A Agência Brasileira de Inteligência (Abin) divulgou um documento que comprova que seus agentes alertaram com antecedência o governo federal sobre o risco iminente de colapso no sistema de saúde de Manaus, incluindo a escassez de oxigênio que resultou em dezenas de mortes em 2021. O episódio se tornou um dos símbolos mais dramáticos da crise sanitária provocada pela Covid-19 no Brasil.
Segundo os registros da Abin, o alerta inicial foi feito em 11 de maio de 2020, meses antes do agravamento da situação. O documento apontava não apenas o risco de explosão de casos, como também destacava a sobrecarga já existente no sistema de saúde da capital amazonense.
Além disso, os agentes chamaram atenção para o impacto do garimpo ilegal na disseminação do vírus, especialmente entre populações indígenas. Um trecho do relatório diz:
“Uma nova dimensão, especialmente preocupante, dessa expansão é a possibilidade de contágio de populações indígenas pelo novo coronavírus. O trânsito de pessoas em função do garimpo rompe a barreira de isolamento relativo que tem sido responsável por proteger essas populações ou, ao menos, por retardar a disseminação da infecção.”
O relatório ainda alertava para a gravidade da situação em Manaus:
“O risco é potencializado em virtude do quadro de contágio acelerado na cidade de Manaus, que vive uma das situações mais críticas do país. Apesar de sua população reduzida, o estado do Amazonas é atualmente o quinto em número de mortes confirmadas por coronavírus e seu sistema de saúde já se encontra sobrecarregado.”

Contradições com o discurso oficial
Um agente da Abin, que atuava na Superintendência Estadual do Amazonas e pediu anonimato, afirmou que os informes produzidos pela agência não coincidiam com as informações divulgadas pelo governo federal na época.
“A realidade que relatávamos nos documentos não se alinhava com o discurso oficial, que dizia que as notícias da mídia sobre Manaus eram exageradas. Só que não eram. Pelo contrário: o que a imprensa mostrou foi pouco perto do que realmente aconteceu”, relatou.

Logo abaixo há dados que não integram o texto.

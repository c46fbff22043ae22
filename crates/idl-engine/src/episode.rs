// SPDX-License-Identifier: MIT OR Apache-2.0

#![forbid(unsafe_code)]

use idl_core::{IdealizeError, TraceView, validate_finite};
use idl_filter::AdaptiveFilter;
use std::collections::HashSet;

/// Identifier of an episode within a series.
pub type EpisodeId = u64;

/// One recorded sweep.
#[cfg_attr(feature = "serde", derive(serde::Serialize, serde::Deserialize))]
#[derive(Clone, Debug, PartialEq)]
pub struct Episode {
    pub id: EpisodeId,
    pub trace: Vec<f64>,
    pub time: Vec<f64>,
    /// Samples per time unit.
    pub sampling_rate: f64,
}

impl Episode {
    pub fn new(
        id: EpisodeId,
        trace: Vec<f64>,
        time: Vec<f64>,
        sampling_rate: f64,
    ) -> Result<Self, IdealizeError> {
        let episode = Self {
            id,
            trace,
            time,
            sampling_rate,
        };
        episode.validate()?;
        Ok(episode)
    }

    /// Builds an episode on a uniform time base starting at zero.
    pub fn uniform(id: EpisodeId, trace: Vec<f64>, sampling_rate: f64) -> Result<Self, IdealizeError> {
        if !sampling_rate.is_finite() || sampling_rate <= 0.0 {
            return Err(IdealizeError::invalid_input(format!(
                "episode {id}: sampling_rate must be finite and > 0; got {sampling_rate}"
            )));
        }
        let time = (0..trace.len()).map(|i| i as f64 / sampling_rate).collect();
        Self::new(id, trace, time, sampling_rate)
    }

    pub fn validate(&self) -> Result<(), IdealizeError> {
        if !self.sampling_rate.is_finite() || self.sampling_rate <= 0.0 {
            return Err(IdealizeError::invalid_input(format!(
                "episode {}: sampling_rate must be finite and > 0; got {}",
                self.id, self.sampling_rate
            )));
        }
        self.view().map(|_| ())
    }

    pub fn view(&self) -> Result<TraceView<'_>, IdealizeError> {
        TraceView::new(&self.trace, &self.time)
            .map_err(|err| IdealizeError::invalid_input(format!("episode {}: {err}", self.id)))
    }
}

/// Ordered collection of episodes with unique ids.
#[derive(Clone, Debug, Default, PartialEq)]
pub struct Series {
    episodes: Vec<Episode>,
}

impl Series {
    pub fn new(episodes: Vec<Episode>) -> Result<Self, IdealizeError> {
        let mut seen = HashSet::with_capacity(episodes.len());
        for episode in &episodes {
            if !seen.insert(episode.id) {
                return Err(IdealizeError::invalid_input(format!(
                    "duplicate episode id {}",
                    episode.id
                )));
            }
            episode.validate()?;
        }
        Ok(Self { episodes })
    }

    pub fn episodes(&self) -> &[Episode] {
        &self.episodes
    }

    pub fn episode(&self, id: EpisodeId) -> Option<&Episode> {
        self.episodes.iter().find(|episode| episode.id == id)
    }

    pub fn ids(&self) -> Vec<EpisodeId> {
        self.episodes.iter().map(|episode| episode.id).collect()
    }

    pub fn len(&self) -> usize {
        self.episodes.len()
    }

    pub fn is_empty(&self) -> bool {
        self.episodes.is_empty()
    }

    /// Returns a copy with every trace passed through `filter`.
    pub fn filtered(&self, filter: &AdaptiveFilter) -> Result<Self, IdealizeError> {
        let episodes = self
            .episodes
            .iter()
            .map(|episode| {
                let trace = filter.apply(&episode.trace);
                validate_finite("filtered trace", &trace)?;
                Ok(Episode {
                    trace,
                    ..episode.clone()
                })
            })
            .collect::<Result<Vec<_>, IdealizeError>>()?;
        Ok(Self { episodes })
    }
}
// SPDX-License-Identifier: MIT OR Apache-2.0

pub const MAX_SAMPLES: usize = 512;

/// Maps `seed` into `[min, max]`.
pub fn bounded(seed: u8, min: usize, max: usize) -> usize {
    if max <= min {
        return min;
    }
    min + usize::from(seed) % (max - min + 1)
}

/// Decodes little-endian `i16` pairs into bounded sample values.
pub fn samples(data: &[u8], scale: f64) -> Vec<f64> {
    data.chunks_exact(2)
        .take(MAX_SAMPLES)
        .map(|pair| f64::from(i16::from_le_bytes([pair[0], pair[1]])) / scale)
        .collect()
}

/// Takes one byte from the front of `data`, or zero when exhausted.
pub fn take_byte(data: &mut &[u8]) -> u8 {
    match data.split_first() {
        Some((&byte, rest)) => {
            *data = rest;
            byte
        }
        None => 0,
    }
}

O agente também revelou que os dados oficiais de mortes estavam subestimados. De acordo com ele, só entravam nas estatísticas os casos com teste positivo, mas a testagem era extremamente limitada.
“Não tinha teste para todo mundo. Só uma porcentagem dos mortos era de fato testada, e só essa parte entrava na estatística. A gente sabia que era muito mais, porque via o que acontecia: filas no cemitério, gente morrendo nas calçadas do hospital.”
Em março de 2021, o número de mortes provocadas pela Covid-19 no Amazonas chegou a 11 mil, sendo 7.810 apenas em Manaus. A Abin estima que esse número tenha sido, na prática, ainda mais alto.